Stored items:
——————

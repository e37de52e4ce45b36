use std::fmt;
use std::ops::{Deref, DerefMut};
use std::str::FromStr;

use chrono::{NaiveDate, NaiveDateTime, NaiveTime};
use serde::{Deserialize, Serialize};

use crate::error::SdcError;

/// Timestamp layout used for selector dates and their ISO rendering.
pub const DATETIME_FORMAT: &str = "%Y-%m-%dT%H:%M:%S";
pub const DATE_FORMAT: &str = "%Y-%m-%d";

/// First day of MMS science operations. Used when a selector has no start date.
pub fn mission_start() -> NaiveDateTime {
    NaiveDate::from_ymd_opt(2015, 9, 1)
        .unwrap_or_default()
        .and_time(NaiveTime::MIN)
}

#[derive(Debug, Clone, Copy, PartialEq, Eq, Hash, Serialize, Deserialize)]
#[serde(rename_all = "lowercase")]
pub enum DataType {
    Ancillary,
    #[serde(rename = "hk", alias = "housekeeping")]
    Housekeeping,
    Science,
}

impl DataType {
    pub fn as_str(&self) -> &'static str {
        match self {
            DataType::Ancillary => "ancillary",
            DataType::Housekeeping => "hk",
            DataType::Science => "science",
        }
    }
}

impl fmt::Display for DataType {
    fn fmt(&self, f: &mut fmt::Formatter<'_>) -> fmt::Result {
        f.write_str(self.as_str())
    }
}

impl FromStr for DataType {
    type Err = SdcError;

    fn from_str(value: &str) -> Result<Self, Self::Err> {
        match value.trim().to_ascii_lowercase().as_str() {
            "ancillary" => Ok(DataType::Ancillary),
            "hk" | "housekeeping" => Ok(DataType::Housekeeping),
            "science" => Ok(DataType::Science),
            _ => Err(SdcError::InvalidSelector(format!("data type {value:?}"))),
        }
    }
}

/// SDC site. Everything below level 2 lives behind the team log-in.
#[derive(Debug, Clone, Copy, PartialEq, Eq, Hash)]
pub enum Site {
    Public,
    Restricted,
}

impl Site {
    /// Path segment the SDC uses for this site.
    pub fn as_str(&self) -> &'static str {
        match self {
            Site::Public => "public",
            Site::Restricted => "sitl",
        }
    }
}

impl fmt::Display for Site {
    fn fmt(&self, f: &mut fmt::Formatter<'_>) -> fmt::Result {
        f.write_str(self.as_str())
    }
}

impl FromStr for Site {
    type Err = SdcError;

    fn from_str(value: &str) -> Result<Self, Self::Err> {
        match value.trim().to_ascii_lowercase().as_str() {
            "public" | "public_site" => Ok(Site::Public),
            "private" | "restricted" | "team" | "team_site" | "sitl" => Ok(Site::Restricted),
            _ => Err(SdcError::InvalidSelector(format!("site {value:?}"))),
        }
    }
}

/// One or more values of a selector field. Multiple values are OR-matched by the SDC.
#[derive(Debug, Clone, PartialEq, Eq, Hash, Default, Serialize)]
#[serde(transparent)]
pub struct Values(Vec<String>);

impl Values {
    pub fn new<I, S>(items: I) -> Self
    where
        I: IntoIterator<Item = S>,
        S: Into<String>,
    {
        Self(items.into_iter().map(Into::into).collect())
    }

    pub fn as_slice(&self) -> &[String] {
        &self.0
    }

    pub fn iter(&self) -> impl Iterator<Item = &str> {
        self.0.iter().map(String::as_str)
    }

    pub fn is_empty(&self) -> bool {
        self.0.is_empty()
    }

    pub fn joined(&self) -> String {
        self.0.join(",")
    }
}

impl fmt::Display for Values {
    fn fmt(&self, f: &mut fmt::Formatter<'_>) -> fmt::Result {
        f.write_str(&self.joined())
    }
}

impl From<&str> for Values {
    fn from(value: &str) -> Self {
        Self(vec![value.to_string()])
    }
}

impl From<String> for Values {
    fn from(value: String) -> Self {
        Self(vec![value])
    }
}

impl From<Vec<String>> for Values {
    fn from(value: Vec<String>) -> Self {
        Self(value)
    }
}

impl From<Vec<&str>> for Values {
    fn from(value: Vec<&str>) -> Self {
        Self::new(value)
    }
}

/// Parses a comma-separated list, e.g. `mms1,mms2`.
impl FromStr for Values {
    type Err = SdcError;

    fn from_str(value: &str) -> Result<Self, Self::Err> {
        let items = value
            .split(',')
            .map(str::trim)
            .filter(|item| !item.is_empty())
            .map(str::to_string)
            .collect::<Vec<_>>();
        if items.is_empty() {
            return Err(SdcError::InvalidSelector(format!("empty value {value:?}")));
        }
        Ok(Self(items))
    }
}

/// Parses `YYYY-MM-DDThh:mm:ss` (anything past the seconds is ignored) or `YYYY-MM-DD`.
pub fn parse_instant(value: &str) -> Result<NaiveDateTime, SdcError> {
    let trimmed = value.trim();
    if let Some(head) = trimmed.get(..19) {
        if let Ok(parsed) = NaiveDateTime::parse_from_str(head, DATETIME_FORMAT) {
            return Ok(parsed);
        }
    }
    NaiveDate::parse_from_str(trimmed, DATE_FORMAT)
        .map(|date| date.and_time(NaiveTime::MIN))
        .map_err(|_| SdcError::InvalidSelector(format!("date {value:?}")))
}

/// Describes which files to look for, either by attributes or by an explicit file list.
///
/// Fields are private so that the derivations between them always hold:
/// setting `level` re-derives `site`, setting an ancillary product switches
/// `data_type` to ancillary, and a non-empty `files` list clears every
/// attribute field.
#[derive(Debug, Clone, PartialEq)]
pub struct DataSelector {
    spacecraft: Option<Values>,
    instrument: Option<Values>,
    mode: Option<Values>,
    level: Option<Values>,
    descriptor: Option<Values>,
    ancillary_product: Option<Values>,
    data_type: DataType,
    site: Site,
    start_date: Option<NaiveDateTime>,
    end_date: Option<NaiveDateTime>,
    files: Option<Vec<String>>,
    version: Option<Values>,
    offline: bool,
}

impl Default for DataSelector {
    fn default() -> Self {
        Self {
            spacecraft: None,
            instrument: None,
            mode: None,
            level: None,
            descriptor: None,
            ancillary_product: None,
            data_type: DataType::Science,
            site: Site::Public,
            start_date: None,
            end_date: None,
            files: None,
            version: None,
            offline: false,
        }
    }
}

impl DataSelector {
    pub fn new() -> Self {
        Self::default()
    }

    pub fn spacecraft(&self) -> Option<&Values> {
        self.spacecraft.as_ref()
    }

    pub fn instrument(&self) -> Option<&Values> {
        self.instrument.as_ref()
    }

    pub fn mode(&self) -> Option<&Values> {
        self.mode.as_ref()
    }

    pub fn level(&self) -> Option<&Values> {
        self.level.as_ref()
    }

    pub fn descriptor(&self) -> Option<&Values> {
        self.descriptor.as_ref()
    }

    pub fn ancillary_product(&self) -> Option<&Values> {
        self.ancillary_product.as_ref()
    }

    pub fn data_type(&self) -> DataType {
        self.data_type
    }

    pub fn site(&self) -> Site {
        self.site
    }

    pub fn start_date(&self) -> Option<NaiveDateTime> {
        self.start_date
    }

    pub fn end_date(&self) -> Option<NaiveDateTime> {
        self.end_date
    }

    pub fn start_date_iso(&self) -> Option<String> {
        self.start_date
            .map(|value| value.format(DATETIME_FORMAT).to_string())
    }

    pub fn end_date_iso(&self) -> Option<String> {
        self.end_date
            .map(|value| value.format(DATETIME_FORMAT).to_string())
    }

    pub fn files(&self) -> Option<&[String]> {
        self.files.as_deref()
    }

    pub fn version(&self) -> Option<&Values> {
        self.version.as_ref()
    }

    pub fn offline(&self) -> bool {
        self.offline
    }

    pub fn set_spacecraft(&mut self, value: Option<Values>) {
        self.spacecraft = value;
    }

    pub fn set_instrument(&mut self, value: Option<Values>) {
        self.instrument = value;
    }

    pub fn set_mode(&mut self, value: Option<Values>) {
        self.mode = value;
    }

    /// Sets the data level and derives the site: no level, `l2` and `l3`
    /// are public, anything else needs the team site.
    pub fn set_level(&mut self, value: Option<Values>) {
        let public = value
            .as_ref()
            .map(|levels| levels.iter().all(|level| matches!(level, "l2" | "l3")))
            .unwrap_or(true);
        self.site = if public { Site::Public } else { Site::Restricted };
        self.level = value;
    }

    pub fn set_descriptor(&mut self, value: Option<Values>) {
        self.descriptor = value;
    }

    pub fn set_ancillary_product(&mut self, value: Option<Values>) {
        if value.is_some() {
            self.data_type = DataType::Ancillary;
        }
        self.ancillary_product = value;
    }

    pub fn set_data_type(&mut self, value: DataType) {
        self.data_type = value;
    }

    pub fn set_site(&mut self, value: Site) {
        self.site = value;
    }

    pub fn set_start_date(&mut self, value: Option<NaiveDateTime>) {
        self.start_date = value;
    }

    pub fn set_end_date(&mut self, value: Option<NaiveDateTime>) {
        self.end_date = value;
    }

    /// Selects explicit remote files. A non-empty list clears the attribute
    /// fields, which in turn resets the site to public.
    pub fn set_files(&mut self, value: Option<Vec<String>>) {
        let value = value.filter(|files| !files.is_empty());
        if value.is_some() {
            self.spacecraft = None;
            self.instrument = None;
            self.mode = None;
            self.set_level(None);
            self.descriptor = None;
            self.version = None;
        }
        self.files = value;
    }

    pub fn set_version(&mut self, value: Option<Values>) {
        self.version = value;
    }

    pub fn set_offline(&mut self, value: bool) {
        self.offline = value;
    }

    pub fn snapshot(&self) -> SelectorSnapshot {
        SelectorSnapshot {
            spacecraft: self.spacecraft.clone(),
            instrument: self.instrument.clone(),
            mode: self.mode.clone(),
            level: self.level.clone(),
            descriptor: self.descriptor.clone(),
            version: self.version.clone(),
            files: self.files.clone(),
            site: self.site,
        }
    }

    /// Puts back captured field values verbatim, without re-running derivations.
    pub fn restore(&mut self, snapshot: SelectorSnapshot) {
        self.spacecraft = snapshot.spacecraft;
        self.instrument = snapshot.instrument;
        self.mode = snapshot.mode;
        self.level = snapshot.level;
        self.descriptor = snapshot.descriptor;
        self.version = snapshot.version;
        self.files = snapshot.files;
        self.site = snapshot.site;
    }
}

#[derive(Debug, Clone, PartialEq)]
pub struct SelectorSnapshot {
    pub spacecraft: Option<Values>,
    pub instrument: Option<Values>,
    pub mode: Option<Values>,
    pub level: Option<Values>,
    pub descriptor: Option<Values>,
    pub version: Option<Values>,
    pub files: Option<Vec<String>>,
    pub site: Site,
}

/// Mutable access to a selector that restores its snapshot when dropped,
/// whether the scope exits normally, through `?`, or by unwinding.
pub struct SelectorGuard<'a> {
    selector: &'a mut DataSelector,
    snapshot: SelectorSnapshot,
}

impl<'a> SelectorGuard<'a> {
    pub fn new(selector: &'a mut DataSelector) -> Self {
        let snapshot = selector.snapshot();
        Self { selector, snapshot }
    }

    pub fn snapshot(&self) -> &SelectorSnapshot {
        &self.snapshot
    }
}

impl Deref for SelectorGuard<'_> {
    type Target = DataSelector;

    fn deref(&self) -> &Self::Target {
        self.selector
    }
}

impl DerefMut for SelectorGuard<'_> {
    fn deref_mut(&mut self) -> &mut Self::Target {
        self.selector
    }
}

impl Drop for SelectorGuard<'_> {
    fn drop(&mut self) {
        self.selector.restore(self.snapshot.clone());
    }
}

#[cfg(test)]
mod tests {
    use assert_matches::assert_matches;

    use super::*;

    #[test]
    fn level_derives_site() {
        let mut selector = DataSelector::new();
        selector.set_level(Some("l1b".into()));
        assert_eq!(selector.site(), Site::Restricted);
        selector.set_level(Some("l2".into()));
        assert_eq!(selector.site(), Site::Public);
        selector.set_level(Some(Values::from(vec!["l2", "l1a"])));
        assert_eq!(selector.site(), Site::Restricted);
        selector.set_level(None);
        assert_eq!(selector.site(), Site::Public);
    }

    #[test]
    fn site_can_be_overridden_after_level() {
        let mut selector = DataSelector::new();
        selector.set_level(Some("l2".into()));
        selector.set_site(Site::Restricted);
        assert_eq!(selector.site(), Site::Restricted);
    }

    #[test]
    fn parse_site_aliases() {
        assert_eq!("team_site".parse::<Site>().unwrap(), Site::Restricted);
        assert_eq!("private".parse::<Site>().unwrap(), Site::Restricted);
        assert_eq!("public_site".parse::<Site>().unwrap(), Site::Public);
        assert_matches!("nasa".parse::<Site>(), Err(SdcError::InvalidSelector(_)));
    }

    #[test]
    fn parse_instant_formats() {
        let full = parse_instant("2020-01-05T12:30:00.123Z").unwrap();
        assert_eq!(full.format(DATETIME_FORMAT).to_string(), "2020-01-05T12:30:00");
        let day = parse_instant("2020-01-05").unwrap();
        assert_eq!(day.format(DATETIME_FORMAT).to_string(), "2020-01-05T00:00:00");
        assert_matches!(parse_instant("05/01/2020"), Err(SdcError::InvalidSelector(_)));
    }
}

——————

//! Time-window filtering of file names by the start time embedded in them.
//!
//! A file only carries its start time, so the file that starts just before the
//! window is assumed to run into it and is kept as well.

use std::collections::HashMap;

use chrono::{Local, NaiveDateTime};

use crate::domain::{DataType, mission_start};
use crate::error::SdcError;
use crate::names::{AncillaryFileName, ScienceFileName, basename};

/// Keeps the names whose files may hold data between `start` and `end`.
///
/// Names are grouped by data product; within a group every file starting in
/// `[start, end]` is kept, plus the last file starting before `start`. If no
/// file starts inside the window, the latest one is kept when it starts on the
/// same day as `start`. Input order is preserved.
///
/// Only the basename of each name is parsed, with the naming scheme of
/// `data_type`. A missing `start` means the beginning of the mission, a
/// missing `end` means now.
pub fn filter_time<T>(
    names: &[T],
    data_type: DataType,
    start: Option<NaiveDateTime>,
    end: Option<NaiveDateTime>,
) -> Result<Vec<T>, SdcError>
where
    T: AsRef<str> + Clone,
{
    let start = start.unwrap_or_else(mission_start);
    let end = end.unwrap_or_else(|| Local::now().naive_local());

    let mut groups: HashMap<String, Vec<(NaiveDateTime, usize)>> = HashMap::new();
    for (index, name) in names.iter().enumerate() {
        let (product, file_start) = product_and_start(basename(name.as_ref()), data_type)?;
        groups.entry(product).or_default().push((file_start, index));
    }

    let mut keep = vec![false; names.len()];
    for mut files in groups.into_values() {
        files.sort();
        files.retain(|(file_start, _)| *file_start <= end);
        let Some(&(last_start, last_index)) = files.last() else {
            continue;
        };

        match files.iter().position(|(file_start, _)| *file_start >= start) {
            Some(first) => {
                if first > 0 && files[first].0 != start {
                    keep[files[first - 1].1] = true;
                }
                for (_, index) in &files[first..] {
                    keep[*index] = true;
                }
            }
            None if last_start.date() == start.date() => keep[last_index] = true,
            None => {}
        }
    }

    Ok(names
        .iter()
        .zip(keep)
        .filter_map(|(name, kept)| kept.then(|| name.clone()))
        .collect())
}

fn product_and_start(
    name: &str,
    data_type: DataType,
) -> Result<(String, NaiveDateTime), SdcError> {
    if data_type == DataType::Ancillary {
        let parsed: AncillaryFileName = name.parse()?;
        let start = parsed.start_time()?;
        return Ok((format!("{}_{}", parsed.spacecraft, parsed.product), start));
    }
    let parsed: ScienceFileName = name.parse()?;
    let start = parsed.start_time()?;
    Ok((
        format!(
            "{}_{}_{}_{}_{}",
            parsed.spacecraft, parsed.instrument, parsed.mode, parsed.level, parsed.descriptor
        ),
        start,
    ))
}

——————

* [Task details]: What is the count of lines in the data above containing the string "that"? Write the number and nothing else.

* [Answer area]: 3